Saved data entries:
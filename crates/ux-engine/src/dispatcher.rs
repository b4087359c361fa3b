//! Job Dispatcher: creates a Run with one Episode per Persona and enqueues
//! one simulation job per Episode.

use std::collections::HashSet;
use std::sync::Arc;

use tracing::{error, info};
use ux_config::UxConfig;
use ux_core::{
    DispatchError, Episode, FlowTarget, Job, JobQueue, PersonaId, Run, RunConfig, RunId, RunStatus,
    Store,
};

pub struct Dispatcher {
    store: Arc<dyn Store>,
    queue: Arc<dyn JobQueue>,
    max_steps_cap: u32,
}

impl Dispatcher {
    pub fn new(store: Arc<dyn Store>, queue: Arc<dyn JobQueue>, max_steps_cap: u32) -> Self {
        Dispatcher {
            store,
            queue,
            max_steps_cap,
        }
    }

    pub fn from_config(store: Arc<dyn Store>, queue: Arc<dyn JobQueue>, config: &UxConfig) -> Self {
        Self::new(store, queue, config.max_steps_cap())
    }

    /// Check a RunConfig and persona list before anything is written.
    pub fn validate(
        &self,
        config: &RunConfig,
        persona_ids: &[PersonaId],
    ) -> Result<(), DispatchError> {
        if config.model.trim().is_empty() {
            return Err(DispatchError::InvalidConfig("model must not be empty".to_string()));
        }
        if config.max_steps == 0 || config.max_steps > self.max_steps_cap {
            return Err(DispatchError::InvalidConfig(format!(
                "maxSteps {} is outside 1..={}",
                config.max_steps, self.max_steps_cap
            )));
        }
        if persona_ids.is_empty() {
            return Err(DispatchError::InvalidConfig(
                "at least one persona is required".to_string(),
            ));
        }
        let mut seen = HashSet::new();
        for id in persona_ids {
            if !seen.insert(id.as_str()) {
                return Err(DispatchError::InvalidConfig(format!(
                    "persona '{}' listed more than once",
                    id
                )));
            }
        }
        Ok(())
    }

    /// Create the Run and its Episodes atomically, then enqueue their jobs.
    ///
    /// Nothing is written if validation or any lookup fails. The Run becomes
    /// SIMULATING once every job is enqueued, or FAILED if an enqueue fails.
    pub async fn dispatch(
        &self,
        flow_id: &str,
        persona_ids: &[PersonaId],
        config: RunConfig,
    ) -> Result<RunId, DispatchError> {
        self.validate(&config, persona_ids)?;

        let flow = self.store.get_flow(flow_id).await?;
        for id in persona_ids {
            let persona = self.store.get_persona(id).await?;
            persona
                .validate()
                .map_err(|source| DispatchError::InvalidPersona {
                    persona_id: id.clone(),
                    source,
                })?;
        }

        let run = Run::new(&flow, config);
        let run_id = run.id;
        let episodes: Vec<Episode> = persona_ids
            .iter()
            .map(|id| Episode::new(&run, id.clone()))
            .collect();
        let jobs: Vec<Job> = episodes
            .iter()
            .map(|episode| match &flow.target {
                FlowTarget::Screenshot { .. } => Job::SimulateEpisode {
                    episode_id: episode.id,
                    run_id,
                    model: run.config.model.clone(),
                    max_steps: run.config.max_steps,
                    seed: episode.seed,
                },
                FlowTarget::Agent { url, goal } => Job::SimulateAgentEpisode {
                    episode_id: episode.id,
                    run_id,
                    model: run.config.model.clone(),
                    max_steps: run.config.max_steps,
                    url: url.clone(),
                    goal: goal.clone(),
                },
            })
            .collect();
        let mode = run.mode;

        self.store.create_run(run, episodes).await?;

        for job in &jobs {
            if let Err(e) = self.queue.enqueue(job).await {
                error!(%run_id, error = %e, "Failed to enqueue episode job");
                self.store.set_run_status(run_id, RunStatus::Failed).await?;
                return Err(e.into());
            }
        }

        // Workers may already have finished the Run.
        self.store
            .transition_run(run_id, &[RunStatus::Pending], RunStatus::Simulating)
            .await?;

        info!(%run_id, flow_id, %mode, episodes = jobs.len(), "Run dispatched");
        Ok(run_id)
    }
}
//! Scripted browser for agent-mode simulations.
//!
//! A [`SiteMap`] is a set of pages keyed by path, each with an ordered list of
//! links. Clicking `link-N` follows the N-th link of the current page.

use std::sync::Arc;

use async_trait::async_trait;
use indexmap::IndexMap;
use tracing::debug;
use url::Url;
use ux_core::{ActionError, Automation, BrowserAction, BrowserSession, EpisodeId, PageState};

pub const CHECKOUT_ORIGIN: &str = "https://shop.test";

#[derive(Debug, Clone)]
pub struct SitePage {
    pub title: String,
    pub links: Vec<String>,
}

#[derive(Debug, Clone, Default)]
pub struct SiteMap {
    pages: IndexMap<String, SitePage>,
}

impl SiteMap {
    pub fn new() -> Self {
        Self::default()
    }

    pub fn page(mut self, path: &str, title: &str, links: &[&str]) -> Self {
        self.pages.insert(
            path.to_string(),
            SitePage {
                title: title.to_string(),
                links: links.iter().map(|l| l.to_string()).collect(),
            },
        );
        self
    }

    /// A small shop whose primary links lead from the home page to an
    /// order confirmation.
    pub fn checkout() -> Self {
        SiteMap::new()
            .page("/", "Home", &["/products", "/help", "/about"])
            .page("/products", "Products", &["/cart", "/", "/help"])
            .page("/cart", "Cart", &["/checkout", "/products"])
            .page("/checkout", "Checkout", &["/confirmation", "/cart", "/help"])
            .page("/confirmation", "Order confirmed", &[])
            .page("/help", "Help", &["/"])
            .page("/about", "About us", &["/"])
    }

    pub fn get(&self, path: &str) -> Option<&SitePage> {
        self.pages.get(path)
    }

    pub fn len(&self) -> usize {
        self.pages.len()
    }

    pub fn is_empty(&self) -> bool {
        self.pages.is_empty()
    }
}

pub struct SyntheticBrowser {
    site: Arc<SiteMap>,
}

impl SyntheticBrowser {
    pub fn new(site: SiteMap) -> Self {
        SyntheticBrowser {
            site: Arc::new(site),
        }
    }
}

#[async_trait]
impl Automation for SyntheticBrowser {
    async fn open(
        &self,
        episode_id: EpisodeId,
        url: &str,
    ) -> Result<Box<dyn BrowserSession>, ActionError> {
        let parsed = Url::parse(url).map_err(|e| ActionError::Navigation(format!("{}: {}", url, e)))?;
        let path = parsed.path().to_string();
        if self.site.get(&path).is_none() {
            return Err(ActionError::Navigation(format!("404 for {}", url)));
        }

        debug!(%episode_id, url, "Opened synthetic browser session");
        Ok(Box::new(SyntheticSession {
            site: self.site.clone(),
            origin: parsed.origin().ascii_serialization(),
            history: vec![path],
            closed: false,
        }))
    }
}

pub struct SyntheticSession {
    site: Arc<SiteMap>,
    origin: String,
    /// Visited paths; the last one is the current page.
    history: Vec<String>,
    closed: bool,
}

impl SyntheticSession {
    fn current(&self) -> Result<(&str, &SitePage), ActionError> {
        if self.closed {
            return Err(ActionError::SessionClosed);
        }
        let path = self.history.last().ok_or(ActionError::SessionClosed)?;
        let page = self
            .site
            .get(path)
            .ok_or_else(|| ActionError::Navigation(format!("404 for {}", path)))?;
        Ok((path, page))
    }

    fn state(&self) -> Result<PageState, ActionError> {
        let (path, page) = self.current()?;
        Ok(PageState {
            url: Some(format!("{}{}", self.origin, path)),
            page_title: Some(page.title.clone()),
            element_count: Some(page.links.len() as u32),
            screenshot_path: None,
        })
    }

    fn follow(&mut self, target: &str) -> Result<(), ActionError> {
        let (_, page) = self.current()?;
        let next = target
            .strip_prefix("link-")
            .and_then(|n| n.parse::<usize>().ok())
            .and_then(|n| page.links.get(n))
            .cloned()
            .ok_or_else(|| ActionError::ElementMissing(target.to_string()))?;
        self.history.push(next);
        Ok(())
    }
}

#[async_trait]
impl BrowserSession for SyntheticSession {
    async fn observe(&mut self) -> Result<PageState, ActionError> {
        self.state()
    }

    async fn execute(&mut self, action: &BrowserAction) -> Result<PageState, ActionError> {
        self.current()?;
        match action {
            BrowserAction::Click { target } => self.follow(target)?,
            BrowserAction::Type { target, .. } => {
                if !target.starts_with("input-") {
                    return Err(ActionError::ElementMissing(target.clone()));
                }
            }
            BrowserAction::NavigateBack => {
                if self.history.len() > 1 {
                    self.history.pop();
                }
            }
            BrowserAction::ClickCoordinates { .. }
            | BrowserAction::Scroll { .. }
            | BrowserAction::Wait { .. }
            | BrowserAction::Done { .. } => {}
        }
        self.state()
    }

    async fn close(&mut self) {
        self.closed = true;
    }
}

* TASK REQUIREMENTS *
Copy each line of the data that contains the word "EpisodeId".

* RESULT OF THIS EXERCISE *
use ux_core::{ActionError, Automation, BrowserAction, BrowserSession, EpisodeId, PageState};
        episode_id: EpisodeId,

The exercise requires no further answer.